17
Durante el almuerzo, Yashvin habló sobre la nueva y sensacional ópera que se representaba actualmente en el imponente Vox Catorce de San Petersburgo; Ana, para disgusto de Vronski, se empeñó en que alquilaran un palco para esa noche. Después de comer, Yashvin salió a fumar, y Vronski le condujo a sus habitaciones. Después de permanecer allí un rato, subió apresuradamente. Ana ya estaba vestida con un escotado traje de seda ligera y terciopelo que había mandado que le confeccionaran en la Luna, y había activado en Androide Karenina un delicioso resplandor blanco perlado muy favorecedor.
—¿Piensas realmente ir al teatro? —preguntó él, evitando mirarla.
—¿Por qué me lo preguntas con ese tono preocupado? —contestó ella, herida de nuevo porque no la miraba—. ¿Por qué no he de ir? —Parecía no comprender el motivo de la pregunta.
—Está claro que nada te impide ir —respondió él frunciendo el ceño.
—Eso digo yo —dijo ella, negándose adrede a captar la ironía de su tono, enfundándose su largo y perfumado guante.
—¡Por el amor de Dios, Ana! ¿Qué te ocurre? —exclamó él, exasperado.
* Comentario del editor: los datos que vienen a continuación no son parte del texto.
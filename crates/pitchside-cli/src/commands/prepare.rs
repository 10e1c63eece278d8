//! Prepare command - run the pipeline and optionally export the merged table.

use std::fs::File;
use std::path::PathBuf;

use colored::Colorize;
use pitchside::{export, LoadReport, Pitchside};

use crate::cli::OutputFormat;

pub fn run(
    matches: PathBuf,
    weather: PathBuf,
    output: Option<PathBuf>,
    format: OutputFormat,
) -> Result<(), Box<dyn std::error::Error>> {
    let pipeline = Pitchside::new(&matches, &weather);
    let prepared = pipeline.prepare()?;

    print_report(&prepared.match_report);
    print_report(&prepared.weather_report);
    println!();

    if prepared.merged.is_empty() {
        // A valid result, distinct from a load failure: nothing lined up
        // on (date, city).
        println!(
            "{} No rows joined. Check that dates and cities line up across the two files.",
            "Note:".yellow().bold()
        );
        return Ok(());
    }

    println!(
        "{} {} merged rows, {} columns",
        "Joined:".cyan().bold(),
        prepared.merged.len().to_string().white().bold(),
        prepared.merged.columns.len()
    );

    if let Some(path) = output {
        let file = File::create(&path)?;
        match format {
            OutputFormat::Csv => export::write_delimited(&prepared.merged, b',', file)?,
            OutputFormat::Tsv => export::write_delimited(&prepared.merged, b'\t', file)?,
            OutputFormat::Json => export::write_json(&prepared.merged, file)?,
        }
        println!(
            "Wrote merged table to {}",
            path.display().to_string().cyan()
        );
    }

    Ok(())
}

fn print_report(report: &LoadReport) {
    println!(
        "{} {} rows read, {} kept",
        format!("{}:", capitalize(&report.table)).cyan().bold(),
        report.rows_read.to_string().white(),
        report.rows_kept.to_string().green()
    );

    if report.dropped() > 0 {
        let mut parts = Vec::new();
        if report.dropped_unparseable_date > 0 {
            parts.push(format!("{} unparseable date", report.dropped_unparseable_date));
        }
        if report.dropped_missing_city > 0 {
            parts.push(format!("{} missing city", report.dropped_missing_city));
        }
        if report.dropped_bad_numeric > 0 {
            parts.push(format!("{} bad numeric", report.dropped_bad_numeric));
        }
        println!("  dropped: {}", parts.join(", ").yellow());
    }
}

fn capitalize(s: &str) -> String {
    let mut chars = s.chars();
    match chars.next() {
        Some(first) => first.to_uppercase().collect::<String>() + chars.as_str(),
        None => String::new(),
    }
}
—No entiendo a qué te refieres.
—Sabes que es imposible que vayamos.
—¿Por qué?
Él se encogió de hombros con aire de perplejidad y desesperación.
—¿Pretendes decir que no lo sabes…? —preguntó, pero no terminó la frase.
—¡No quiero saberlo! —gritó Ana—. Me niego. ¿Acaso me arrepiento de lo que he hecho? ¡No, no y no! Si diera marcha atrás, haría lo mismo. Para nosotros, para ti y para mí, sólo cuenta una cosa, que nos amamos. No tenemos que tener en cuenta a los demás. ¿Por qué no puedo ir? Te amo, y lo demás me tiene sin cuidado —dijo mirándole con una expresión singular en sus ojos que él no logró descifrar—. Si tus sentimientos hacia mí no han cambiado, ¿por qué no me miras?
Él la miró. Vio la belleza de su rostro, iluminado por el suave resplandor blanco perlado que emitía Androide Karenina. Pero su belleza y elegancia eran precisamente lo que le irritaban ahora.
—Mis sentimientos no pueden cambiar, lo sabes bien, pero te lo ruego, te lo suplico —dijo de nuevo en francés, con una tierna nota de súplica en su voz, pero frialdad en sus ojos.
Ella no oyó sus palabras, pero vio la frialdad de su mirada y contestó irritada:
—Y yo te ruego que me expliques por qué no puedo ir.
—Porque… porque… —Vronski dudó, tras lo cual recurrió a una explicación que no era la verdadera causa de su renuencia, pero que tenía la virtud de ser cierta—. ¡Debido a Androide Karenina! Exhibirte en público con tu Categoría III no hará sino dar a tu marido y a sus secuaces una excusa perfecta para someterla a ese absurdo programa de ajuste de circuitos.
—Es un riesgo que estoy dispuesta a afrontar —replicó ella, llena de rencor hacia él, hacia Alexéi Karenin, y hacia la penosa situación en que se hallaban. Sólo sentía cariño por su Categoría III, a quien consideraba inocente de toda culpa. Se volvió hacia Androide Karenina y añadió—: Un riesgo que ambas estamos dispuestas a afrontar. ¿No es cierto, mi querida compañera?
En respuesta, Androide Karenina miró con unos destellos de ternura a su ama y echó a andar mecánicamente tras ella hacia el Vox Catorce.